New book on Malawian hip-hop

Prof. Ken Lipenga, from the Department of English, recently published a book entitled Rap Music and the Youth in Malawi: Reppin’ the Flames. The book studies the language and content of contemporary Malawian hip hop as a window onto the country’s youth culture as Malawian young people negotiate the condition, common among the youth, of lacking opportunities to advance from a situation of dependence and being stuck in a state of relative childhood. The book argues that rap music made by Malawian youth music speaks of – and represents, through its very agency – their need to break out of this stagnant state.

After situating Malawian hip hop with respect to both other musical genres in the country and to the nation’s language in culture, Lipenga shows how Malawian youth use rap music to create a sense of community, which then becomes a foothold from which they can engage and activities that transfer them out of waithood and into the adult world, such as getting involved in the music industry, realizing electoral power, or participating in activism about issues such as violence against people with albinism and the COVID-19 pandemic.
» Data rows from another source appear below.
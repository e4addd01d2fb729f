//! Read-only view over a 4-wide bounding volume hierarchy.
//!
//! The hierarchy is produced by an external builder. The kernel only needs
//! the [`Hierarchy`] trait; [`Bvh4`] is the flat storage the kernel ships
//! with, validated once when it is created.

use log::debug;
use raypack_math::{Aabb3, Vec3};

use crate::error::{KernelError, Result};

/// Largest hierarchy depth, counted in node levels including the leaf level.
pub const MAX_DEPTH: usize = 32;

/// Largest number of primitives in one leaf.
pub const MAX_LEAF_PRIMITIVES: usize = 4;

/// Reference to a child of a node.
#[derive(Debug, Clone, Copy, PartialEq, Eq, Hash)]
pub enum NodeRef {
    /// Internal node, index into the node array.
    Node(u32),
    /// Leaf: `count` consecutive triangles starting at `first`.
    Leaf {
        /// Index of the first triangle.
        first: u32,
        /// Number of triangles, `1..=MAX_LEAF_PRIMITIVES`.
        count: u8,
    },
    /// Empty child slot. Also marks the bottom of traversal stacks.
    Invalid,
}

impl NodeRef {
    /// Whether this references a leaf.
    #[inline]
    pub fn is_leaf(self) -> bool {
        matches!(self, NodeRef::Leaf { .. })
    }

    /// Whether this is the empty sentinel.
    #[inline]
    pub fn is_invalid(self) -> bool {
        self == NodeRef::Invalid
    }
}

/// Internal node with four child slots.
#[derive(Debug, Clone, Copy, PartialEq)]
pub struct Bvh4Node {
    /// Bounds of each child.
    pub bounds: [Aabb3; 4],
    /// Child references; slots 0 and 1 are always populated.
    pub children: [NodeRef; 4],
}

impl Bvh4Node {
    /// Node from up to four `(bounds, child)` pairs; missing slots are empty.
    pub fn new(children: &[(Aabb3, NodeRef)]) -> Self {
        let mut node = Self {
            bounds: [Aabb3::empty(); 4],
            children: [NodeRef::Invalid; 4],
        };
        for (slot, (bounds, child)) in children.iter().take(4).enumerate() {
            node.bounds[slot] = *bounds;
            node.children[slot] = *child;
        }
        node
    }
}

/// Triangle primitive stored in leaves.
#[derive(Debug, Clone, Copy, PartialEq)]
pub struct Triangle {
    /// First vertex.
    pub v0: Vec3,
    /// Second vertex.
    pub v1: Vec3,
    /// Third vertex.
    pub v2: Vec3,
    /// Geometric normal `(v0 - v1) x (v2 - v0)`.
    pub ng: Vec3,
    /// Layer mask.
    pub mask: u32,
    /// Geometry id.
    pub geom_id: u32,
    /// Primitive id within the geometry.
    pub prim_id: u32,
}

impl Triangle {
    /// Triangle with its normal precomputed and every layer enabled.
    pub fn new(v0: Vec3, v1: Vec3, v2: Vec3, geom_id: u32, prim_id: u32) -> Self {
        let e1 = v0 - v1;
        let e2 = v2 - v0;
        Self {
            v0,
            v1,
            v2,
            ng: e1.cross(&e2),
            mask: u32::MAX,
            geom_id,
            prim_id,
        }
    }

    /// Same triangle restricted to `mask`.
    pub fn with_mask(mut self, mask: u32) -> Self {
        self.mask = mask;
        self
    }

    /// Bounding box of the three vertices.
    pub fn bounds(&self) -> Aabb3 {
        let mut b = Aabb3::empty();
        b.include_point(&self.v0);
        b.include_point(&self.v1);
        b.include_point(&self.v2);
        b
    }
}

/// Read access to a hierarchy, as consumed by traversal.
pub trait Hierarchy: Sync {
    /// Root reference; [`NodeRef::Invalid`] for an empty hierarchy.
    fn root(&self) -> NodeRef;

    /// Internal node by index.
    fn node(&self, index: u32) -> &Bvh4Node;

    /// Triangles of a leaf.
    fn leaf(&self, first: u32, count: u8) -> &[Triangle];

    /// Node levels on the longest root-to-leaf path; sizes traversal stacks.
    fn max_depth(&self) -> usize;
}

/// Flat 4-wide hierarchy over triangles.
#[derive(Debug, Clone)]
pub struct Bvh4 {
    nodes: Vec<Bvh4Node>,
    triangles: Vec<Triangle>,
    root: NodeRef,
    depth: usize,
}

impl Bvh4 {
    /// Hierarchy with no geometry.
    pub fn empty() -> Self {
        Self {
            nodes: Vec::new(),
            triangles: Vec::new(),
            root: NodeRef::Invalid,
            depth: 0,
        }
    }

    /// Accept builder output after checking every reachable reference.
    ///
    /// Rejects out-of-range references, oversized or empty leaves, empty
    /// slots 0/1 or a populated slot 3 behind an empty slot 2, nodes reached
    /// twice, and trees deeper than [`MAX_DEPTH`].
    pub fn new(nodes: Vec<Bvh4Node>, triangles: Vec<Triangle>, root: NodeRef) -> Result<Self> {
        let depth = validate(&nodes, triangles.len(), root)?;
        debug!(
            "accepted bvh4: {} nodes, {} triangles, depth {}",
            nodes.len(),
            triangles.len(),
            depth
        );
        Ok(Self {
            nodes,
            triangles,
            root,
            depth,
        })
    }

    /// All internal nodes.
    pub fn nodes(&self) -> &[Bvh4Node] {
        &self.nodes
    }

    /// All triangles, in leaf order.
    pub fn triangles(&self) -> &[Triangle] {
        &self.triangles
    }
}

impl Hierarchy for Bvh4 {
    #[inline]
    fn root(&self) -> NodeRef {
        self.root
    }

    #[inline]
    fn node(&self, index: u32) -> &Bvh4Node {
        &self.nodes[index as usize]
    }

    #[inline]
    fn leaf(&self, first: u32, count: u8) -> &[Triangle] {
        let first = first as usize;
        &self.triangles[first..first + count as usize]
    }

    fn max_depth(&self) -> usize {
        self.depth
    }
}

fn check_leaf(first: u32, count: u8, num_triangles: usize) -> Result<()> {
    let count = count as usize;
    if count == 0 || count > MAX_LEAF_PRIMITIVES {
        return Err(KernelError::LeafSize {
            count,
            max: MAX_LEAF_PRIMITIVES,
        });
    }
    let end = first as usize + count;
    if end > num_triangles {
        return Err(KernelError::Layout(format!(
            "leaf {}..{} past {} triangles",
            first, end, num_triangles
        )));
    }
    Ok(())
}

fn validate(nodes: &[Bvh4Node], num_triangles: usize, root: NodeRef) -> Result<usize> {
    match root {
        NodeRef::Invalid => return Ok(0),
        NodeRef::Leaf { first, count } => {
            check_leaf(first, count, num_triangles)?;
            return Ok(1);
        }
        NodeRef::Node(index) if index as usize >= nodes.len() => {
            return Err(KernelError::Layout(format!(
                "root node {} past {} nodes",
                index,
                nodes.len()
            )));
        }
        NodeRef::Node(_) => {}
    }

    let mut seen = vec![false; nodes.len()];
    let mut depth = 0;
    let mut pending = vec![(root, 1usize)];

    while let Some((node_ref, level)) = pending.pop() {
        depth = depth.max(level);
        if depth > MAX_DEPTH {
            return Err(KernelError::TooDeep {
                depth,
                max: MAX_DEPTH,
            });
        }

        let index = match node_ref {
            NodeRef::Node(index) => index as usize,
            _ => continue,
        };
        if seen[index] {
            return Err(KernelError::SharedNode(index));
        }
        seen[index] = true;

        let node = &nodes[index];
        for (slot, child) in node.children.iter().enumerate() {
            match *child {
                NodeRef::Invalid if slot < 2 => {
                    return Err(KernelError::MissingChild { node: index, slot });
                }
                NodeRef::Invalid => {}
                _ if slot == 3 && node.children[2].is_invalid() => {
                    return Err(KernelError::MissingChild { node: index, slot: 2 });
                }
                NodeRef::Node(c) => {
                    if c as usize >= nodes.len() {
                        return Err(KernelError::ChildOutOfRange { node: index, slot });
                    }
                    pending.push((*child, level + 1));
                }
                NodeRef::Leaf { first, count } => {
                    check_leaf(first, count, num_triangles).map_err(|e| match e {
                        KernelError::Layout(_) => KernelError::ChildOutOfRange { node: index, slot },
                        other => other,
                    })?;
                    pending.push((*child, level + 1));
                }
            }
        }
    }

    Ok(depth)
}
According to Lipenga, the bulk of the book was written during his sabbatical, during which he was resident as a visiting scholar at Wesleyan University. Among other aims, the book is intended to encourage further research in to Malawian rap music, which does not receive much academic attention. “I have read a lot about rap music from other African countries, but very little about Malawi. My writing therefore emanated from my love of the genre, as well as the desire to add visibility to the music, beyond the country’s borders”.

The book has been published by Palgrave Macmillan. Apart from the publisher’s website, the book can also be ordered from major online bookstores such as Amazon and Barnes and Noble. It is available in hardcover and e-book formats.